In their research, Gottschalk and Colton are treating mouse models of Alzheimer’s disease with arginine isotopes that are heavier than normal but are also nontoxic. They then use mass spectrometry to trace the pathway of the heavy-labeled arginine and other metabolites such as polyamines throughout the brain and in various fluids (blood, urine) and tissues in the rest of the body.
“It gives us the ability to understand which pathway is changed in AD, and which metabolic direction may be important for treatment,” Colton says. “And it enables us to see if a treatment is, in fact, therapeutic.”
Though the research has been done in mice, Gottschalk says it could be replicated in humans. The isotopes used in their study are not radioactive; therefore, they are safe to use in humans and have already been used previously in human trials. Also, collecting small amounts of cerebral spinal fluid could be used to follow the path of the heavy-labeled arginine and polyamines over the course of the disease.

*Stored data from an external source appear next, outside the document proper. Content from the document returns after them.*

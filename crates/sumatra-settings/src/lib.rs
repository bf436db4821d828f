//! sumatra-settings library entry point.
//!
//! Re-exports all public modules so that integration tests in `tests/`
//! and the binary entry point in `main.rs` share the same module tree.

pub mod application;
pub mod infrastructure;
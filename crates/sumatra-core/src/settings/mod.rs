//! Settings-text processing: reading colour values and substituting new ones.

pub mod extract;
pub mod rewrite;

“By injecting a small amount of heavy-labeled arginine into a human, we could sample the cerebral spinal fluid, measure the isotope level, and use the data as a surrogate measure of what’s going on in the brain,”
Colton and Gottschalk say the next step is clinical trials in humans.

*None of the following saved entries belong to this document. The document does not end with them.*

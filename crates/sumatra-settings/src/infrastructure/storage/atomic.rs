//! Whole-file replacement via a temporary sibling and a rename.
//!
//! Every file this tool writes (the settings file, the ledger, the theme
//! store) is rewritten in full.  Writing straight into the destination with
//! truncate-then-write leaves a half-written file behind if the process dies
//! mid-write.  Instead the new content goes into a temporary file in the
//! *same directory*, which is then renamed over the destination.  A rename
//! within one file system is atomic: readers see either the old file or the
//! new one, never a mixture.

use std::io::{self, Write};
use std::path::Path;

use tempfile::NamedTempFile;

/// Replaces the content of `path` with `contents` atomically.
///
/// The parent directory must already exist.
///
/// # Errors
///
/// Any I/O error from creating, writing, syncing or renaming the temporary
/// file.  On error the destination is left untouched.
pub fn write_atomic(path: &Path, contents: &[u8]) -> io::Result<()> {
    let dir = match path.parent() {
        Some(parent) if !parent.as_os_str().is_empty() => parent,
        _ => Path::new("."),
    };

    let mut tmp = NamedTempFile::new_in(dir)?;
    tmp.write_all(contents)?;
    tmp.as_file().sync_all()?;
    tmp.persist(path).map_err(|e| e.error)?;
    Ok(())
}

Ultimately their research could allow researchers to measure the distribution of the isotope in biological fluids such as cerebral spinal fluid, plasma, or urine, giving them and patients participating in clinical trials a better idea of whether a tested drug is hitting its intended target. The research could also help in developing new drugs that have not been previously considered for use in Alzheimer’s disease.
Colton says the clinical trial participants “want to have an idea that the drugs they are testing will work on Alzheimer’s disease and bring hope to either themselves or to other people. But you need a system that has the ability to cleanly and clearly say that the drug you are testing is working or not.”
Gottschalk adds, “A lot of drug trials, including those involved with AD, are conducted throughout the country each year, and either they work or they don’t work. If they do not work, you are unfortunately left many times with not knowing exactly why it didn’t work. With this isotope pathway tracing mechanism, we’ll know if altering a specific pathway is important to treatment or not.”
Thanks to the support of donors, who allowed them to conduct this work, Colton and Gottschalk say they have gone on to apply for two National Institute on Aging grants. They also have now presented preliminary results at various Alzheimer’s disease-based meetings.